Task instructions:
Check every line below for the string "duration". Copy the ones that have it.
++++ Input data ++++
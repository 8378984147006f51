//! Code redemption tests.
//!
//! A code is redeemed at most once. Redemption marks the code, records the
//! feedback and credits the employee in one guarded write, or does none of
//! these.

use serde_json::{json, Value};
use staffrate_core::{
    app::FeedbackApp,
    codes::{CodeRegistry, CodeState},
    config::AppConfig,
    directory::{EmployeeId, NewEmployee},
    document::{DocumentStore, Guard, Updates},
    error::{FeedbackError, FeedbackResult},
    ledger::Ledger,
    redemption::{RedeemRequest, RedemptionDisposal, MAX_REDEEM_ATTEMPTS},
    rng::{is_well_formed, DEFAULT_CODE_LENGTH},
    session::Session,
    store::MemoryStore,
};
use std::cell::Cell;

// ── Test helpers ────────────────────────────────────────────────────────────

struct Shop {
    app:   FeedbackApp,
    admin: Session,
    ana:   Session,
    ben:   Session,
}

fn shop_with(app: FeedbackApp) -> Shop {
    let _ = env_logger::builder().is_test(true).try_init();
    let admin = app.login_admin("admin-test-password").expect("admin login");
    for (email, name, password) in [("ana@shop.com", "Ana", "pw-ana"), ("ben@shop.com", "Ben", "pw-ben")] {
        app.create_employee(
            &admin,
            &NewEmployee { email: email.into(), name: name.into(), password: password.into() },
        )
        .expect("create employee");
    }
    let ana = app.login_employee("ana@shop.com", "pw-ana").expect("ana login");
    let ben = app.login_employee("ben@shop.com", "pw-ben").expect("ben login");
    Shop { app, admin, ana, ben }
}

fn shop() -> Shop {
    shop_with(FeedbackApp::build_test())
}

fn delete_on_redeem() -> AppConfig {
    AppConfig { redemption_disposal: RedemptionDisposal::Delete, ..AppConfig::default_test() }
}

fn request(number: &str, rating: u8) -> RedeemRequest {
    RedeemRequest {
        customer_number: number.into(),
        rating: f64::from(rating),
        comment: "Great service".into(),
        employee: None,
    }
}

fn ana_id() -> EmployeeId {
    EmployeeId::from_key("ana@shop,com")
}

fn ben_id() -> EmployeeId {
    EmployeeId::from_key("ben@shop,com")
}

fn points_of(shop: &Shop, id: &EmployeeId) -> u32 {
    shop.app
        .list_employees(&shop.admin)
        .expect("list employees")
        .into_iter()
        .find(|e| &e.id == id)
        .map(|e| e.points)
        .unwrap_or_else(|| panic!("employee {id} missing"))
}

/// Fails the first `failures` redemption writes as if another writer got
/// there first. Everything else passes through.
struct ContendedStore {
    inner:    MemoryStore,
    failures: Cell<u32>,
}

impl DocumentStore for ContendedStore {
    fn get(&self, path: &str) -> FeedbackResult<Option<Value>> {
        self.inner.get(path)
    }

    fn set(&self, path: &str, value: Value) -> FeedbackResult<()> {
        self.inner.set(path, value)
    }

    fn update(&self, updates: &Updates) -> FeedbackResult<()> {
        self.inner.update(updates)
    }

    fn update_if(&self, guards: &[Guard], updates: &Updates) -> FeedbackResult<bool> {
        let redeeming = updates.keys().any(|k| k.starts_with("feedback/"));
        if redeeming && self.failures.get() > 0 {
            self.failures.set(self.failures.get() - 1);
            return Ok(false);
        }
        self.inner.update_if(guards, updates)
    }
}
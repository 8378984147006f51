//! In-memory document tree. Used by tests and by runs without `--db`.

use crate::{
    document::{check_updates, guards_hold, split_path, tree_get, tree_set, DocumentStore, Guard, Updates},
    error::{FeedbackError, FeedbackResult},
};
use serde_json::{Map, Value};
use std::sync::{Mutex, MutexGuard};

pub struct MemoryStore {
    root: Mutex<Value>,
}

impl MemoryStore {
    pub fn new() -> Self {
        Self { root: Mutex::new(Value::Object(Map::new())) }
    }

    /// Seed the store with an existing tree (for tests).
    pub fn with_root(root: Value) -> Self {
        Self { root: Mutex::new(root) }
    }

    /// Clone the whole tree.
    pub fn dump(&self) -> FeedbackResult<Value> {
        Ok(self.lock()?.clone())
    }

    fn lock(&self) -> FeedbackResult<MutexGuard<'_, Value>> {
        self.root
            .lock()
            .map_err(|_| FeedbackError::Other(anyhow::anyhow!("memory store lock poisoned")))
    }
}

impl Default for MemoryStore {
    fn default() -> Self {
        Self::new()
    }
}

impl DocumentStore for MemoryStore {
    fn get(&self, path: &str) -> FeedbackResult<Option<Value>> {
        let segments = split_path(path)?;
        let root = self.lock()?;
        Ok(tree_get(&root, &segments).cloned())
    }

    fn set(&self, path: &str, value: Value) -> FeedbackResult<()> {
        let segments = split_path(path)?;
        let mut root = self.lock()?;
        tree_set(&mut root, &segments, value);
        Ok(())
    }

    fn update(&self, updates: &Updates) -> FeedbackResult<()> {
        check_updates(updates)?;
        let mut root = self.lock()?;
        apply(&mut root, updates)
    }

    fn update_if(&self, guards: &[Guard], updates: &Updates) -> FeedbackResult<bool> {
        check_updates(updates)?;
        let mut root = self.lock()?;
        if !guards_hold(&root, guards)? {
            return Ok(false);
        }
        apply(&mut root, updates)?;
        Ok(true)
    }
}

fn apply(root: &mut Value, updates: &Updates) -> FeedbackResult<()> {
    for (path, value) in updates {
        let segments = split_path(path)?;
        tree_set(root, &segments, value.clone());
    }
    Ok(())
}
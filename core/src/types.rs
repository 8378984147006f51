//! Shared primitive types used across the service.

/// Milliseconds since the Unix epoch, as stored in `createdAt` fields.
pub type TimestampMs = i64;

/// A month marker in `YYYY-MM` form (e.g. `"2026-10"`).
pub type MonthKey = String;

/// A store key produced by `Uuid::new_v4()`.
pub type RecordId = String;

/// A validated star rating, 1..=5.
pub type Rating = u8;
//! The document-store capability every component is handed.
//!
//! RULE: Components never reach for a global database handle.
//! They receive a `&dyn DocumentStore` and speak only in logical paths
//! (`employees/{id}/points`, `codes/{id}`, `points/lastReset`).
//!
//! The store is a tree of JSON values. Writing `null` (or an empty object)
//! to a path removes it, and parents left empty are pruned, so "absent"
//! and "empty" are the same thing to readers.

use crate::error::{FeedbackError, FeedbackResult};
use serde::{de::DeserializeOwned, Serialize};
use serde_json::{Map, Value};
use std::collections::BTreeMap;

/// A batch of path → value writes applied atomically.
/// A `Value::Null` entry deletes that path.
pub type Updates = BTreeMap<String, Value>;

/// Precondition for a conditional write: the value at `path` must equal
/// `expected` (`None` meaning "absent") at the moment the write is applied.
#[derive(Debug, Clone, PartialEq)]
pub struct Guard {
    pub path:     String,
    pub expected: Option<Value>,
}

impl Guard {
    pub fn equals(path: impl Into<String>, expected: Value) -> Self {
        Self { path: path.into(), expected: Some(expected) }
    }

    pub fn absent(path: impl Into<String>) -> Self {
        Self { path: path.into(), expected: None }
    }
}

pub trait DocumentStore {
    /// Read the subtree at `path`. `None` when nothing is stored there.
    fn get(&self, path: &str) -> FeedbackResult<Option<Value>>;

    /// Replace the subtree at `path`. `Value::Null` removes it.
    fn set(&self, path: &str, value: Value) -> FeedbackResult<()>;

    /// Apply every write in `updates` as one atomic step.
    fn update(&self, updates: &Updates) -> FeedbackResult<()>;

    /// Apply `updates` atomically only if every guard holds.
    /// Returns `false` (and writes nothing) when any guard fails.
    fn update_if(&self, guards: &[Guard], updates: &Updates) -> FeedbackResult<bool>;

    fn remove(&self, path: &str) -> FeedbackResult<()> {
        self.set(path, Value::Null)
    }
}

// ── Typed helpers ──────────────────────────────────────────────────────────

/// Read and deserialize the value at `path`.
pub fn read<T: DeserializeOwned>(store: &dyn DocumentStore, path: &str) -> FeedbackResult<Option<T>> {
    match store.get(path)? {
        Some(value) => Ok(Some(serde_json::from_value(value)?)),
        None => Ok(None),
    }
}

/// Read every child of `path` as `(key, T)`, in key order.
/// Children that do not deserialize as `T` are skipped with a warning.
pub fn read_children<T: DeserializeOwned>(
    store: &dyn DocumentStore,
    path:  &str,
) -> FeedbackResult<Vec<(String, T)>> {
    let Some(Value::Object(children)) = store.get(path)? else {
        return Ok(Vec::new());
    };
    let mut out = Vec::with_capacity(children.len());
    for (key, value) in children {
        match serde_json::from_value::<T>(value) {
            Ok(item) => out.push((key, item)),
            Err(e) => log::warn!("skipping malformed record {path}/{key}: {e}"),
        }
    }
    Ok(out)
}

pub fn to_value<T: Serialize>(item: &T) -> FeedbackResult<Value> {
    Ok(serde_json::to_value(item)?)
}

// ── Path handling ──────────────────────────────────────────────────────────

/// Characters that may not appear in a path segment.
pub const RESERVED_KEY_CHARS: &[char] = &['.', '#', '$', '[', ']'];

/// Split and validate a logical path into its segments.
pub fn split_path(path: &str) -> FeedbackResult<Vec<&str>> {
    let segments: Vec<&str> = path.split('/').collect();
    let valid = segments.iter().all(|s| {
        !s.is_empty() && !s.contains(RESERVED_KEY_CHARS) && !s.chars().any(char::is_control)
    });
    if !valid {
        return Err(FeedbackError::InvalidPath { path: path.to_string() });
    }
    Ok(segments)
}

/// Validate a batch: every path must be well formed and no path may be an
/// ancestor of another in the same batch.
pub fn check_updates(updates: &Updates) -> FeedbackResult<()> {
    for path in updates.keys() {
        split_path(path)?;
        let has_ancestor = path
            .match_indices('/')
            .any(|(at, _)| updates.contains_key(&path[..at]));
        if has_ancestor {
            return Err(FeedbackError::InvalidPath { path: path.clone() });
        }
    }
    Ok(())
}

// ── Tree operations shared by the store implementations ───────────────────

/// Drop nulls and empty objects. Returns `None` if nothing remains.
pub fn prune(value: Value) -> Option<Value> {
    match value {
        Value::Null => None,
        Value::Object(map) => {
            let kept: Map<String, Value> = map
                .into_iter()
                .filter_map(|(k, v)| prune(v).map(|v| (k, v)))
                .collect();
            if kept.is_empty() { None } else { Some(Value::Object(kept)) }
        }
        other => Some(other),
    }
}

/// True when `value` would be pruned away entirely.
pub fn is_vacant(value: &Value) -> bool {
    match value {
        Value::Null => true,
        Value::Object(map) => map.values().all(is_vacant),
        _ => false,
    }
}

pub fn tree_get<'a>(root: &'a Value, segments: &[&str]) -> Option<&'a Value> {
    let mut node = root;
    for seg in segments {
        node = node.as_object()?.get(*seg)?;
    }
    Some(node)
}

/// Write `value` at `segments` under `root`, creating intermediate objects
/// and pruning parents that become empty after a removal.
pub fn tree_set(root: &mut Value, segments: &[&str], value: Value) {
    let Some((head, rest)) = segments.split_first() else {
        *root = prune(value).unwrap_or_else(|| Value::Object(Map::new()));
        return;
    };
    if !root.is_object() {
        *root = Value::Object(Map::new());
    }
    let Value::Object(map) = root else { return };

    if rest.is_empty() {
        match prune(value) {
            Some(v) => { map.insert((*head).to_string(), v); }
            None    => { map.remove(*head); }
        }
        return;
    }

    if is_vacant(&value) && !map.get(*head).is_some_and(Value::is_object) {
        return;
    }
    let child = map
        .entry((*head).to_string())
        .or_insert_with(|| Value::Object(Map::new()));
    tree_set(child, rest, value);
    if child.as_object().is_some_and(Map::is_empty) {
        map.remove(*head);
    }
}

pub fn guards_hold(root: &Value, guards: &[Guard]) -> FeedbackResult<bool> {
    for guard in guards {
        let segments = split_path(&guard.path)?;
        if tree_get(root, &segments) != guard.expected.as_ref() {
            return Ok(false);
        }
    }
    Ok(true)
}
//! Reconstructed basal segments and the heterogeneous output stream.

use chrono::NaiveDateTime;
use serde::de::Error as _;
use serde::{Deserialize, Serialize};

use crate::event::{DeliveryType, DeviceEvent, Source};

/// Wire marker for the segment record type.
///
/// Serializes as exactly `"basal-rate-segment"` and refuses anything else on
/// the way in, which is what lets [`Record`] stay untagged: a JSON object is
/// a segment if and only if its `type` field carries this literal.
#[derive(Debug, Clone, Copy, Default, PartialEq, Eq)]
pub struct SegmentTag;

impl SegmentTag {
    pub const LITERAL: &'static str = "basal-rate-segment";
}

impl Serialize for SegmentTag {
    fn serialize<S>(&self, serializer: S) -> Result<S::Ok, S::Error>
    where
        S: serde::Serializer,
    {
        serializer.serialize_str(Self::LITERAL)
    }
}

impl<'de> Deserialize<'de> for SegmentTag {
    fn deserialize<D>(deserializer: D) -> Result<Self, D::Error>
    where
        D: serde::Deserializer<'de>,
    {
        let s = String::deserialize(deserializer)?;
        if s == Self::LITERAL {
            Ok(Self)
        } else {
            Err(D::Error::custom(format!(
                "expected \"{}\", got \"{s}\"",
                Self::LITERAL
            )))
        }
    }
}

/// A continuous basal delivery interval reconstructed from raw events.
///
/// Carries the opening event's fields forward so downstream consumers can
/// still see which record the segment came from. `end` is always serialized;
/// an explicit `null` means the segment was still open when the stream ended.
#[derive(Debug, Clone, PartialEq, Serialize, Deserialize)]
#[serde(rename_all = "camelCase")]
pub struct BasalSegment {
    #[serde(rename = "type")]
    pub tag: SegmentTag,

    /// Id of the event that opened this segment.
    pub id: String,

    #[serde(default, skip_serializing_if = "Option::is_none")]
    pub delivery_type: Option<DeliveryType>,

    #[serde(default, skip_serializing_if = "Option::is_none")]
    pub source: Option<Source>,

    #[serde(default, skip_serializing_if = "Option::is_none")]
    pub device_id: Option<String>,

    /// Device-local timestamp of the opening event, retained verbatim.
    #[serde(default, skip_serializing_if = "Option::is_none")]
    pub device_time: Option<NaiveDateTime>,

    #[serde(default, skip_serializing_if = "Option::is_none")]
    pub duration: Option<i64>,

    #[serde(default, skip_serializing_if = "Option::is_none")]
    pub temp_id: Option<String>,

    /// Inclusive start of delivery at this rate.
    pub start: NaiveDateTime,

    /// Exclusive end of delivery, or `None` while the segment is open.
    pub end: Option<NaiveDateTime>,

    /// Fields carried over from the opening event (value, scheduleName, ...).
    #[serde(flatten)]
    pub extra: serde_json::Map<String, serde_json::Value>,
}

impl BasalSegment {
    /// Builds a segment over `[start, end)` from the event that opened it.
    pub fn from_event(event: &DeviceEvent, start: NaiveDateTime, end: Option<NaiveDateTime>) -> Self {
        Self {
            tag: SegmentTag,
            id: event.id.clone(),
            delivery_type: event.delivery_type.clone(),
            source: event.source.clone(),
            device_id: event.device_id.clone(),
            device_time: event.device_time,
            duration: event.duration,
            temp_id: event.temp_id.clone(),
            start,
            end,
            extra: event.extra.clone(),
        }
    }
}

/// One element of the reconstruction stream.
///
/// The engine interleaves segments it built with events it passed through, so
/// downstream stages (and the output writer) see a single ordered stream.
#[derive(Debug, Clone, PartialEq, Serialize, Deserialize)]
#[serde(untagged)]
pub enum Record {
    Segment(BasalSegment),
    Event(DeviceEvent),
}

impl Record {
    /// Device-local timestamp used for ordering decisions.
    pub fn device_time(&self) -> Option<NaiveDateTime> {
        match self {
            Self::Segment(segment) => segment.device_time,
            Self::Event(event) => event.device_time,
        }
    }

    pub fn id(&self) -> &str {
        match self {
            Self::Segment(segment) => &segment.id,
            Self::Event(event) => &event.id,
        }
    }

    pub fn as_event(&self) -> Option<&DeviceEvent> {
        match self {
            Self::Event(event) => Some(event),
            Self::Segment(_) => None,
        }
    }
}

impl From<DeviceEvent> for Record {
    fn from(event: DeviceEvent) -> Self {
        Self::Event(event)
    }
}

impl From<BasalSegment> for Record {
    fn from(segment: BasalSegment) -> Self {
        Self::Segment(segment)
    }
}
++++
Written response:
    pub duration: Option<i64>,
            duration: event.duration,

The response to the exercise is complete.